Nola was so good that he made it impossible for the manager to saunter from the dugout six times to usher in his nightly parade of relievers. That’s progress! As Kapler remained parked in the dugout, he watched his best pitcher become only the fifth National League starter to last at least eight innings in a start this season.
It appeared early on that Nola’s gem would be wasted as the Phillies were held hitless through five innings, somehow, by Homer Bailey. But an inning after an Odubel Herrera RBI double tied the game at 1-1 in the sixth, J.P. Crawford’s well-timed second hit of the season plated the go-ahead run. Scott Kingery provided the insurance in the eighth-inning with a 374-foot middle finger of a grand slam to ice the game after Reds manager Bryan Price elected to intentionally walk Nick Williams. Kingery would have none of it.
The night, however, belonged to Nola. His 103rd and final pitch of the evening resulted in a weak fly ball that retired Jose Peraza to finish the eighth. He set down the final 10 Reds hitters he faced on a night when he allowed only three hits while striking out six.
If his first three starts are any indication, Nola appears poised to elevate his game and force recognition as one of the National League’s premiere pitchers from those who have been foolishly slow to give it to him. Opponents are batting a paltry .161 against the 24-year-old right-hander, and his 0.98 WHIP is among the best in baseball.
What you are about to see is the stuff of an ace. No hyperbole, no equivocation, no hesitancy–Aaron Nola is an ace.

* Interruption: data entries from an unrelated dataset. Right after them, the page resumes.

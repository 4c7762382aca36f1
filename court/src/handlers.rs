//! The six Court endpoints. `file_dispute`, `submit_rebuttal`, and
//! `execute_ruling` are platform-signed only (`dispute_service.py` never
//! lets a claimant or respondent call these directly - the platform agent
//! mediates on their behalf); `get_dispute`, `list_disputes`, and `health`
//! are public reads.

use crate::db::{self, ListFilter};
use crate::judges::DisputeContext;
use crate::models::{Dispute, DisputeStatus, VoteResponse};
use crate::payloads::{ACTION_EXECUTE_RULING, ACTION_FILE_DISPUTE, ACTION_RECORD_RULING, ACTION_SUBMIT_FEEDBACK, ACTION_SUBMIT_REBUTTAL};
use crate::state::AppState;
use agent_economy_common::error::{ErrorCode, ServiceError, ServiceResult};
use agent_economy_common::extract::Json as ReqJson;
use agent_economy_common::ids::new_dispute_id;
use axum::extract::{Path, Query, State};
use axum::http::StatusCode;
use axum::Json;
use serde::Deserialize;
use serde_json::{json, Value};

fn require_field<'a>(payload: &'a Value, field: &str) -> ServiceResult<&'a Value> {
    payload
        .get(field)
        .ok_or_else(|| ServiceError::new(ErrorCode::InvalidPayload, format!("missing required field: {field}")))
}

fn require_str_field<'a>(payload: &'a Value, field: &str) -> ServiceResult<&'a str> {
    require_field(payload, field)?
        .as_str()
        .ok_or_else(|| ServiceError::new(ErrorCode::InvalidPayload, format!("{field} must be a string")))
}

fn require_path_match(payload: &Value, field: &str, path_value: &str) -> ServiceResult<()> {
    let value = require_str_field(payload, field)?;
    if value != path_value {
        return Err(ServiceError::new(
            ErrorCode::InvalidPayload,
            format!("{field} in payload does not match URL path"),
        ));
    }
    Ok(())
}

fn require_platform_signer(state: &AppState, signer_id: &str, action: &str) -> ServiceResult<()> {
    if signer_id != state.platform_agent_id {
        return Err(ServiceError::new(
            ErrorCode::Forbidden,
            format!("only the platform agent can {action}"),
        ));
    }
    Ok(())
}

#[derive(Deserialize)]
pub struct TokenRequest {
    pub token: String,
}

async fn build_response(pool: &sqlx::SqlitePool, dispute: &Dispute) -> ServiceResult<Value> {
    let votes = db::get_votes(pool, &dispute.dispute_id).await?;
    let votes: Vec<VoteResponse> = votes.iter().map(|v| v.to_response()).collect();
    Ok(json!(dispute.to_response(votes)))
}

pub async fn file_dispute(
    State(state): State<AppState>,
    ReqJson(req): ReqJson<TokenRequest>,
) -> ServiceResult<(StatusCode, Json<Value>)> {
    let verified = state.identity.verify(&req.token, ACTION_FILE_DISPUTE).await?;
    let payload = &verified.payload;

    for field in ["task_id", "claimant_id", "respondent_id", "claim", "escrow_id"] {
        require_field(payload, field)?;
    }
    require_platform_signer(&state, &verified.agent_id, "file disputes")?;

    let task_id = require_str_field(payload, "task_id")?.to_string();
    let claimant_id = require_str_field(payload, "claimant_id")?.to_string();
    let respondent_id = require_str_field(payload, "respondent_id")?.to_string();
    let escrow_id = require_str_field(payload, "escrow_id")?.to_string();
    let claim = require_str_field(payload, "claim")?;
    if claim.is_empty() || claim.chars().count() > 10_000 {
        return Err(ServiceError::new(
            ErrorCode::InvalidPayload,
            "claim must be between 1 and 10,000 characters",
        ));
    }
    let claim = claim.to_string();

    if state.task_board.get_task(&task_id).await?.is_none() {
        return Err(ServiceError::new(ErrorCode::TaskNotFound, "task not found"));
    }

    let now = chrono::Utc::now();
    let dispute = Dispute {
        dispute_id: new_dispute_id(),
        task_id,
        claimant_id,
        respondent_id,
        claim,
        rebuttal: None,
        status: DisputeStatus::RebuttalPending,
        escrow_id,
        rebuttal_deadline: now + chrono::Duration::seconds(state.rebuttal_deadline_seconds),
        worker_pct: None,
        ruling_summary: None,
        filed_at: now,
        rebutted_at: None,
        ruled_at: None,
    };

    let _guard = state.write_lock.lock().await;
    let dispute = db::insert_dispute(&state.writer, dispute).await?;
    let body = build_response(&state.reader, &dispute).await?;
    Ok((StatusCode::CREATED, Json(body)))
}

async fn load_dispute(state: &AppState, dispute_id: &str) -> ServiceResult<Dispute> {
    db::get_dispute(&state.reader, dispute_id)
        .await?
        .ok_or_else(|| ServiceError::new(ErrorCode::DisputeNotFound, "dispute not found"))
}

pub async fn submit_rebuttal(
    State(state): State<AppState>,
    Path(dispute_id): Path<String>,
    ReqJson(req): ReqJson<TokenRequest>,
) -> ServiceResult<Json<Value>> {
    let verified = state.identity.verify(&req.token, ACTION_SUBMIT_REBUTTAL).await?;
    let payload = &verified.payload;
    require_path_match(payload, "dispute_id", &dispute_id)?;
    let rebuttal = require_str_field(payload, "rebuttal")?;
    if rebuttal.is_empty() || rebuttal.chars().count() > 10_000 {
        return Err(ServiceError::new(
            ErrorCode::InvalidPayload,
            "rebuttal must be between 1 and 10,000 characters",
        ));
    }
    let rebuttal = rebuttal.to_string();
    require_platform_signer(&state, &verified.agent_id, "submit rebuttals")?;

    let dispute = load_dispute(&state, &dispute_id).await?;
    match dispute.status {
        DisputeStatus::Judging | DisputeStatus::Ruled => {
            return Err(ServiceError::new(
                ErrorCode::InvalidDisputeStatus,
                "dispute is not in rebuttal_pending status",
            ));
        }
        DisputeStatus::RebuttalPending if dispute.rebuttal.is_some() => {
            return Err(ServiceError::new(
                ErrorCode::RebuttalAlreadySubmitted,
                "a rebuttal has already been recorded for this dispute",
            ));
        }
        DisputeStatus::RebuttalPending => {}
    }

    let rebutted_at = chrono::Utc::now();
    let _guard = state.write_lock.lock().await;
    db::update_rebuttal(&state.writer, &dispute_id, &rebuttal, rebutted_at).await?;
    let updated = load_dispute(&state, &dispute_id).await?;
    let body = build_response(&state.reader, &updated).await?;
    Ok(Json(body))
}

fn delivery_rating(worker_pct: i64) -> &'static str {
    if worker_pct >= 80 {
        "extremely_satisfied"
    } else if worker_pct >= 40 {
        "satisfied"
    } else {
        "dissatisfied"
    }
}

fn spec_rating(worker_pct: i64) -> &'static str {
    if worker_pct >= 80 {
        "dissatisfied"
    } else if worker_pct >= 40 {
        "satisfied"
    } else {
        "extremely_satisfied"
    }
}

/// The ruling `worker_pct` is the median of every judge's vote - for an even
/// panel size this picks the upper of the two middle values.
fn median_worker_pct(worker_pcts: &[i64]) -> i64 {
    let mut sorted = worker_pcts.to_vec();
    sorted.sort_unstable();
    sorted[sorted.len() / 2]
}

pub async fn execute_ruling(
    State(state): State<AppState>,
    Path(dispute_id): Path<String>,
    ReqJson(req): ReqJson<TokenRequest>,
) -> ServiceResult<Json<Value>> {
    let verified = state.identity.verify(&req.token, ACTION_EXECUTE_RULING).await?;
    let payload = &verified.payload;
    require_path_match(payload, "dispute_id", &dispute_id)?;
    require_platform_signer(&state, &verified.agent_id, "trigger rulings")?;

    let dispute = load_dispute(&state, &dispute_id).await?;
    if dispute.status == DisputeStatus::Ruled {
        return Err(ServiceError::new(ErrorCode::DisputeAlreadyRuled, "dispute has already been ruled"));
    }
    if dispute.status != DisputeStatus::RebuttalPending {
        return Err(ServiceError::new(
            ErrorCode::InvalidDisputeStatus,
            "dispute is not in rebuttal_pending status",
        ));
    }

    {
        let _guard = state.write_lock.lock().await;
        db::set_status(&state.writer, &dispute_id, DisputeStatus::Judging).await?;
    }

    if let Err(e) = run_ruling(&state, &dispute).await {
        let _guard = state.write_lock.lock().await;
        if let Err(revert_err) = db::revert_to_rebuttal_pending(&state.writer, &dispute_id).await {
            tracing::error!(dispute_id, error = %revert_err, "failed to revert dispute to rebuttal_pending");
        }
        return Err(e);
    }

    let ruled = load_dispute(&state, &dispute_id).await?;
    let body = build_response(&state.reader, &ruled).await?;
    Ok(Json(body))
}

/// The orchestration run while the dispute sits in `judging`: evaluate
/// judges, record feedback for both parties, then hand the verdict to Task
/// Board's `record_ruling`, which is the sole caller of Central Bank's
/// escrow endpoints for a disputed task (it already owns the escrow_id and
/// enforces the `disputed` precondition, so Court never calls
/// `escrow_split`/`escrow_release` itself - a second resolution attempt
/// would just bounce off Central Bank's single-resolution guard). Any
/// failure here is caught by the caller, which reverts the dispute back to
/// `rebuttal_pending`.
async fn run_ruling(state: &AppState, dispute: &Dispute) -> ServiceResult<()> {
    let task = state
        .task_board
        .get_task(&dispute.task_id)
        .await?
        .ok_or_else(|| ServiceError::new(ErrorCode::TaskBoardUnavailable, "task record is missing"))?;

    let task_title = task.get("title").and_then(Value::as_str).unwrap_or("");
    let task_spec = task.get("spec").and_then(Value::as_str).unwrap_or("");
    let reward = task.get("reward").and_then(Value::as_i64).unwrap_or(0);

    let context = DisputeContext {
        dispute_id: &dispute.dispute_id,
        task_id: &dispute.task_id,
        task_title,
        task_spec,
        reward,
        claim: &dispute.claim,
        rebuttal: dispute.rebuttal.as_deref(),
    };

    if state.judges.is_empty() {
        return Err(ServiceError::new(ErrorCode::JudgeUnavailable, "no judges configured"));
    }

    let now = chrono::Utc::now();
    let mut votes = Vec::with_capacity(state.judges.len());
    for (index, judge) in state.judges.iter().enumerate() {
        let vote = judge.evaluate(index, &context, &state.judge_http, now).await?;
        votes.push(db::new_vote(
            &dispute.dispute_id,
            vote.judge_id.unwrap_or_else(|| format!("judge-{index}")),
            vote.worker_pct,
            vote.reasoning,
            vote.voted_at.unwrap_or(now),
        ));
    }

    let worker_pcts: Vec<i64> = votes.iter().map(|v| v.worker_pct).collect();
    let worker_pct = median_worker_pct(&worker_pcts);
    let ruling_summary = votes
        .iter()
        .map(|v| v.reasoning.as_str())
        .collect::<Vec<_>>()
        .join("\n\n");

    let spec_token = state.platform_signer.sign(&json!({
        "action": ACTION_SUBMIT_FEEDBACK,
        "task_id": dispute.task_id,
        "from_agent_id": state.platform_agent_id,
        "to_agent_id": dispute.claimant_id,
        "category": "spec_quality",
        "rating": spec_rating(worker_pct),
        "comment": ruling_summary,
    }));
    state.reputation.record_feedback(&spec_token).await?;

    let delivery_token = state.platform_signer.sign(&json!({
        "action": ACTION_SUBMIT_FEEDBACK,
        "task_id": dispute.task_id,
        "from_agent_id": state.platform_agent_id,
        "to_agent_id": dispute.respondent_id,
        "category": "delivery_quality",
        "rating": delivery_rating(worker_pct),
        "comment": ruling_summary,
    }));
    state.reputation.record_feedback(&delivery_token).await?;

    let record_token = state.platform_signer.sign(&json!({
        "action": ACTION_RECORD_RULING,
        "task_id": dispute.task_id,
        "ruling_id": dispute.dispute_id,
        "worker_pct": worker_pct,
        "ruling_summary": ruling_summary,
    }));
    state.task_board.record_ruling(&dispute.task_id, &record_token).await?;

    let ruled_at = chrono::Utc::now();
    let _guard = state.write_lock.lock().await;
    db::persist_ruling(&state.writer, &dispute.dispute_id, worker_pct, &ruling_summary, ruled_at, &votes).await
}

pub async fn get_dispute(
    State(state): State<AppState>,
    Path(dispute_id): Path<String>,
) -> ServiceResult<Json<Value>> {
    let dispute = load_dispute(&state, &dispute_id).await?;
    let body = build_response(&state.reader, &dispute).await?;
    Ok(Json(body))
}

#[derive(Deserialize)]
pub struct ListDisputesQuery {
    pub task_id: Option<String>,
    pub status: Option<String>,
}

pub async fn list_disputes(
    State(state): State<AppState>,
    Query(q): Query<ListDisputesQuery>,
) -> ServiceResult<Json<Value>> {
    let disputes = db::list_disputes(
        &state.reader,
        ListFilter {
            task_id: q.task_id.as_deref(),
            status: q.status.as_deref(),
        },
    )
    .await?;
    let summaries: Vec<_> = disputes.iter().map(Dispute::to_summary).collect();
    Ok(Json(json!({"disputes": summaries})))
}

pub async fn health(State(state): State<AppState>) -> ServiceResult<Json<Value>> {
    let total_disputes = db::count_disputes(&state.reader).await?;
    let active_disputes = db::count_active(&state.reader).await?;
    Ok(Json(agent_economy_common::health::health_body(vec![
        ("total_disputes", json!(total_disputes)),
        ("active_disputes", json!(active_disputes)),
    ])))
}

#[cfg(test)]
mod tests {
    use super::*;

    #[test]
    fn median_of_odd_panel_is_the_middle_vote() {
        assert_eq!(median_worker_pct(&[20, 80, 50]), 50);
        assert_eq!(median_worker_pct(&[90, 10, 50, 10, 90]), 50);
    }

    #[test]
    fn median_of_even_panel_takes_the_upper_middle() {
        assert_eq!(median_worker_pct(&[0, 100]), 100);
        assert_eq!(median_worker_pct(&[20, 40, 60, 80]), 60);
    }

    #[test]
    fn median_of_single_vote_is_that_vote() {
        assert_eq!(median_worker_pct(&[37]), 37);
    }

    #[test]
    fn delivery_and_spec_ratings_are_inverse_of_each_other() {
        assert_eq!(delivery_rating(90), "extremely_satisfied");
        assert_eq!(spec_rating(90), "dissatisfied");
        assert_eq!(delivery_rating(10), "dissatisfied");
        assert_eq!(spec_rating(10), "extremely_satisfied");
    }
}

Here’s a 93.4 mph two-seam fastball just off the plate that’s effectively framed by Jorge Alfaro for a called third strike:
Aaron Nola doing Aaron Nola things. pic.twitter.com/TCDRVEUaAt
— Pitcher List (@PitcherList) April 10, 2018
Nola had full command of his curveball against the Reds. Alex Blandino looked like a total asshole against this 76.9 mph bender for out number one in the third inning:
Did you know that Homer Bailey has a .164 career batting average and is considered to be one of the game’s more competent hitting pitchers? He did not look like it here:
The curveball is Nola’s elite pitch, but his fastball, which he is throwing 39.4% of the time through three starts (up from 27.9% a season ago), is also a quality offering. Nola goes upstairs with one at 93.9 mph to finish Adam Duvall and the Reds in the sixth inning:
The best part? It appears Nola climbs the ladder a bit, which he does, but the pitch was also a fringe strike:
When Nola has this command of his entire repertoire, hitters have virtually no chance. And here’s the thing, we have not yet seen Nola at his sharpest in 2018. His K/BB ratio has notably dipped from 3.76 in 2017 to 1.63 this season, but there is nothing to suggest from a velocity or movement standpoint that anything with his arm is amiss, so by simply reverting to career norms Nola has a chance to further elevate his game beyond what we have seen to this point.
Maybe it’s because he doesn’t throw 97 mph, perhaps it because he’s not an imposing figure by traditional standards, or maybe it’s that he pitches for a team that hasn’t had much success since he’s been here, but Nola has been one of the National League’s best pitchers dating back to the start of the 2017 season. My guess is that those who have yet to figure that out are about to very soon.